Así como una cadena es tan fuerte como su eslabón más débil; una sociedad es tan desarrollada como su grupo social menos afortunado. Cuanto menos equidad haya y más grande, amplia y cruenta sea la brecha entre este grupo menos afortunado y el resto de la sociedad; menos desarrollada será toda esa sociedad en su conjunto. No valen las leyes de la media, de la mediana ni del promedio. Eso son camuflajes estadísticos de realidades crueles e inhumanas. Los privilegios y derechos perimidos solo aumentan la brecha.
Coda
No puedo suscribir a la idea de que toda necesidad genere un derecho per se.

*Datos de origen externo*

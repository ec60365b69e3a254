//! Generic JSON page fetcher
//!
//! Adapts one JSON listing endpoint into a [`PageFetcher`]: renders the
//! resource scope into the request path, sends the call arguments as query
//! parameters, and lifts the response body into a [`Page`] by extracting
//! the item array and the raw continuation marker at configured dot paths.

use super::client::HttpClient;
use crate::args::{CallArgs, ResourceScope};
use crate::error::{Error, Result};
use crate::fetch::PageFetcher;
use crate::page::{Marker, Page};
use crate::resolver::NextCall;
use async_trait::async_trait;
use serde::de::DeserializeOwned;
use serde_json::Value;
use std::marker::PhantomData;
use std::sync::Arc;

/// How the raw marker field continues the listing
#[derive(Debug, Clone, Copy, PartialEq, Eq)]
pub enum MarkerStyle {
    /// Opaque string token
    Token,
    /// Numeric offset (or page number)
    Offset,
    /// Full next-page URL (absolute, or relative to the client base URL)
    NextUrl,
}

/// Where a page lives in the response body
#[derive(Debug, Clone)]
pub struct PageMap {
    items_path: String,
    marker_path: Option<String>,
    style: MarkerStyle,
}

impl PageMap {
    /// Map a response whose items live at the given dot path
    ///
    /// Without a marker path every response is a terminal page.
    pub fn new(items_path: impl Into<String>) -> Self {
        Self {
            items_path: items_path.into(),
            marker_path: None,
            style: MarkerStyle::Token,
        }
    }

    /// Read the continuation marker at the given dot path
    #[must_use]
    pub fn with_marker(mut self, path: impl Into<String>, style: MarkerStyle) -> Self {
        self.marker_path = Some(path.into());
        self.style = style;
        self
    }

    /// Lift a JSON response body into a page
    ///
    /// A missing item node is an empty page (providers omit the array when
    /// a listing is empty); a missing, null or empty marker field ends the
    /// sequence. A marker field of the wrong shape is a fatal
    /// [`Error::MalformedMarker`], never treated as end-of-listing.
    pub fn parse_page<T: DeserializeOwned>(&self, body: &Value) -> Result<Page<T>> {
        let items = match extract_path(body, &self.items_path) {
            None | Some(Value::Null) => Vec::new(),
            Some(Value::Array(raw)) => raw
                .iter()
                .map(|item| serde_json::from_value(item.clone()))
                .collect::<std::result::Result<Vec<T>, _>>()?,
            Some(other) => {
                return Err(Error::decode(format!(
                    "expected an array at {:?}, got {other}",
                    self.items_path
                )))
            }
        };

        let marker = match &self.marker_path {
            None => None,
            Some(path) => self.parse_marker(extract_path(body, path), path)?,
        };

        Ok(Page::new(items, marker))
    }

    fn parse_marker(&self, raw: Option<&Value>, path: &str) -> Result<Option<Marker>> {
        let raw = match raw {
            None | Some(Value::Null) => return Ok(None),
            Some(value) => value,
        };

        match (self.style, raw) {
            (_, Value::String(s)) if s.is_empty() => Ok(None),
            (MarkerStyle::Token, Value::String(s)) => Ok(Some(Marker::token(s.clone()))),
            (MarkerStyle::Token, Value::Number(n)) => Ok(Some(Marker::token(n.to_string()))),
            (MarkerStyle::Offset, Value::Number(n)) => n.as_u64().map(Marker::offset).map(Some).ok_or_else(|| {
                Error::malformed_marker(format!("marker at {path:?} is not a non-negative integer: {n}"))
            }),
            (MarkerStyle::Offset, Value::String(s)) => s
                .parse()
                .map(Marker::offset)
                .map(Some)
                .map_err(|_| {
                    Error::malformed_marker(format!("marker at {path:?} does not parse as an offset: {s:?}"))
                }),
            (MarkerStyle::NextUrl, Value::String(s)) => {
                // Relative links are joined against the client base URL at
                // fetch time; absolute ones must at least parse.
                if s.starts_with("http://") || s.starts_with("https://") {
                    url::Url::parse(s).map_err(|e| {
                        Error::malformed_marker(format!(
                            "next link at {path:?} is not a valid URL: {e}"
                        ))
                    })?;
                }
                Ok(Some(Marker::url(s.clone())))
            }
            (style, other) => Err(Error::malformed_marker(format!(
                "marker at {path:?} has unusable shape {other} for {style:?} continuation"
            ))),
        }
    }
}

/// [`PageFetcher`] over one JSON listing endpoint
///
/// The path template may address the resource scope with `{region}` and
/// `{parent}` placeholders. A [`NextCall::Url`] continuation is fetched
/// as-is; the path template and call arguments are not reapplied.
pub struct HttpPageFetcher<T> {
    client: Arc<HttpClient>,
    path: String,
    map: PageMap,
    _item: PhantomData<fn() -> T>,
}

impl<T> HttpPageFetcher<T> {
    /// Bind a client, a path template, and a response page map
    pub fn new(client: Arc<HttpClient>, path: impl Into<String>, map: PageMap) -> Self {
        Self {
            client,
            path: path.into(),
            map,
            _item: PhantomData,
        }
    }
}

impl<T: DeserializeOwned + Send + Sync> HttpPageFetcher<T> {
    async fn fetch_by_args(&self, args: &CallArgs) -> Result<Page<T>> {
        let path = render_path(&self.path, args.scope())?;
        let body = self.client.get_json(&path, &args.to_query()).await?;
        self.map.parse_page(&body)
    }
}

#[async_trait]
impl<T: DeserializeOwned + Send + Sync> PageFetcher for HttpPageFetcher<T> {
    type Item = T;

    async fn fetch_first(&self, args: &CallArgs) -> Result<Page<T>> {
        self.fetch_by_args(args).await
    }

    async fn fetch_next(&self, call: &NextCall) -> Result<Page<T>> {
        match call {
            NextCall::Args(args) => self.fetch_by_args(args).await,
            NextCall::Url(url) => {
                let body = self.client.get_json(url, &[]).await?;
                self.map.parse_page(&body)
            }
        }
    }
}

impl<T> std::fmt::Debug for HttpPageFetcher<T> {
    fn fmt(&self, f: &mut std::fmt::Formatter<'_>) -> std::fmt::Result {
        f.debug_struct("HttpPageFetcher")
            .field("path", &self.path)
            .field("map", &self.map)
            .finish_non_exhaustive()
    }
}

/// Render `{region}` and `{parent}` placeholders from the resource scope
pub(super) fn render_path(template: &str, scope: &ResourceScope) -> Result<String> {
    let mut path = template.to_string();

    if path.contains("{region}") {
        let region = scope.region().ok_or_else(|| {
            Error::invalid_arguments(format!("path {template:?} expects a region"))
        })?;
        path = path.replace("{region}", region);
    }
    if path.contains("{parent}") {
        let parent = scope.parent().ok_or_else(|| {
            Error::invalid_arguments(format!("path {template:?} expects a parent resource id"))
        })?;
        path = path.replace("{parent}", parent);
    }

    Ok(path)
}

/// Walk a dot path (optionally `$.`-prefixed) through a JSON object tree
pub(super) fn extract_path<'a>(value: &'a Value, path: &str) -> Option<&'a Value> {
    let path = path.strip_prefix("$.").unwrap_or(path);
    let mut current = value;
    for part in path.split('.') {
        current = current.as_object()?.get(part)?;
    }
    Some(current)
}
//! Call arguments
//!
//! [`CallArgs`] is the immutable snapshot of everything needed to reissue a
//! listing call for the same logical resource: the resource scope, the
//! caller's filter/sort options, and the pagination cursor. It is captured
//! once when a paged sequence starts; every subsequent page fetch gets a
//! copy with an updated cursor, never a mutation.

mod types;

pub use types::{CallArgs, Cursor, ResourceScope};
//! Paged sequence
//!
//! The lazy, forward-only cursor chaining page fetches through a marker
//! resolver. A sequence is built from an already-fetched first page and
//! consumes itself as it advances; re-iterating means reissuing the
//! original first-page call (see [`crate::Lister`], the factory for that).

use crate::args::CallArgs;
use crate::error::{Error, Result};
use crate::fallback::FallbackPolicy;
use crate::fetch::PageFetcher;
use crate::page::Page;
use crate::resolver::MarkerResolver;
use std::mem;
use std::sync::Arc;
use tracing::debug;

/// Iteration state of a paged sequence
///
/// `Fetching` is observable only when a `next()` future was dropped while
/// its page fetch was in flight; a live sequence is otherwise always
/// `Ready` or `Exhausted`.
enum State<T> {
    Ready(Page<T>),
    Fetching,
    Exhausted,
}

/// Lazy, forward-only cursor over the pages of one listing call
///
/// Not restartable: the original call arguments are owned by the sequence
/// and each page is discarded once yielded. `&mut self` on [`next`] keeps
/// concurrent consumption of one sequence unrepresentable; callers that
/// need parallel listings create independent sequences.
///
/// [`next`]: PagedSequence::next
pub struct PagedSequence<F: PageFetcher> {
    fetcher: Arc<F>,
    resolver: MarkerResolver,
    args: CallArgs,
    fallback: FallbackPolicy,
    state: State<F::Item>,
    pages_yielded: u64,
}

impl<F: PageFetcher> PagedSequence<F> {
    /// Build a sequence from an already-fetched first page
    ///
    /// The sequence starts `Ready` if the first page has items or a
    /// marker, and `Exhausted` if it is both empty and markerless.
    pub fn new(
        first: Page<F::Item>,
        fetcher: Arc<F>,
        resolver: MarkerResolver,
        args: CallArgs,
        fallback: FallbackPolicy,
    ) -> Self {
        let state = if first.is_empty() && first.is_terminal() {
            State::Exhausted
        } else {
            State::Ready(first)
        };
        Self {
            fetcher,
            resolver,
            args,
            fallback,
            state,
            pages_yielded: 0,
        }
    }

    /// Check whether another `next()` call will yield a page
    pub fn has_next(&self) -> bool {
        matches!(self.state, State::Ready(_))
    }

    /// Number of pages yielded so far
    pub fn pages_yielded(&self) -> u64 {
        self.pages_yielded
    }

    /// The original call arguments this sequence was built from
    pub fn args(&self) -> &CallArgs {
        &self.args
    }

    /// Yield the current page's items and advance to the next page
    ///
    /// If the current page carried a marker, the continuation is resolved
    /// against the original arguments and the next page is fetched through
    /// this sequence's fallback policy before returning. Calling `next()`
    /// on an exhausted sequence is a protocol error, never silent empty
    /// data.
    pub async fn next(&mut self) -> Result<Vec<F::Item>> {
        let page = match mem::replace(&mut self.state, State::Fetching) {
            State::Ready(page) => page,
            State::Exhausted => {
                self.state = State::Exhausted;
                return Err(Error::SequenceExhausted);
            }
            State::Fetching => return Err(Error::FetchInFlight),
        };

        let (items, marker) = page.into_parts();

        match marker {
            None => {
                self.state = State::Exhausted;
            }
            Some(marker) => {
                let call = self.resolver.resolve(&self.args, &marker)?;
                let fetched = self
                    .fallback
                    .empty_page_on_absence(self.fetcher.fetch_next(&call).await)?;
                debug!(
                    items = fetched.len(),
                    terminal = fetched.is_terminal(),
                    "fetched next page"
                );
                self.state = if fetched.is_empty() && fetched.is_terminal() {
                    State::Exhausted
                } else {
                    State::Ready(fetched)
                };
            }
        }

        self.pages_yielded += 1;
        Ok(items)
    }

    /// Adapt the sequence into a `futures::Stream` of per-page item batches
    pub fn into_stream(self) -> impl futures::Stream<Item = Result<Vec<F::Item>>> {
        futures::stream::try_unfold(self, |mut seq| async move {
            if seq.has_next() {
                let items = seq.next().await?;
                Ok(Some((items, seq)))
            } else {
                Ok(None)
            }
        })
    }
}

impl<F: PageFetcher> std::fmt::Debug for PagedSequence<F> {
    fn fmt(&self, f: &mut std::fmt::Formatter<'_>) -> std::fmt::Result {
        let state = match self.state {
            State::Ready(_) => "Ready",
            State::Fetching => "Fetching",
            State::Exhausted => "Exhausted",
        };
        f.debug_struct("PagedSequence")
            .field("state", &state)
            .field("pages_yielded", &self.pages_yielded)
            .finish_non_exhaustive()
    }
}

¿Todos tienen derecho a cobrar una jubilación, aunque nunca hayan hecho aportes al sistema previsional y condicionemos así el futuro de todo el sistema? ¿Todos tienen derecho a cobrar un salario aun cuando no trabajen, no busquen trabajo ni deseen hacerlo? ¿Todos tienen derecho a pasar de grado o de año sin estudiar, sabiendo que eso condicionará sus posibilidades futuras, por carecer de los conocimientos y las habilidades que les serán requeridas? ¿Todos tienen derecho a tomar terrenos invocando carencias, o autopercepciones étnicas, religiosas o culturales; erosionando el bien común que es el territorio soberano argentino? Y la lista de preguntas podría seguir por largo rato.
Y, aun cuando contestáramos que sí a todas estas preguntas, la pregunta que seguiría en pie es: ¿cómo lo financiamos? Solo podemos hacerlo con ahorros -que no tenemos-; con reservas o fondos contra-cíclicos -que tampoco tenemos-; o recurriendo a una mayor emisión y contrayendo más deuda. Lo que hacemos hoy, comprometiendo el futuro.
Pero el futuro sí es un bien común. ¿Tenemos derecho a perjudicar a las generaciones venideras por no ser capaces de administrar la escasez hoy? ¿Tenemos derecho a dinamitar el futuro de todo un país por no ser capaces de autolimitarnos hoy?
Volviendo a la idea hegeliana de la libertad, esta no es hacer lo que nos plazca ni aquello que nos reditúe la mayor gratificación individual instantánea. La mayor libertad es la de construir una sociedad más justa y mejor. Tanto hoy como mañana; las generaciones venideras tienen un derecho inalienable que no les queremos reconocer.
Los estamos dejando a ellos de rehenes y a nosotros de esclavos de nuestra forma, cada vez más torpe, de ejercer nuestra libertad.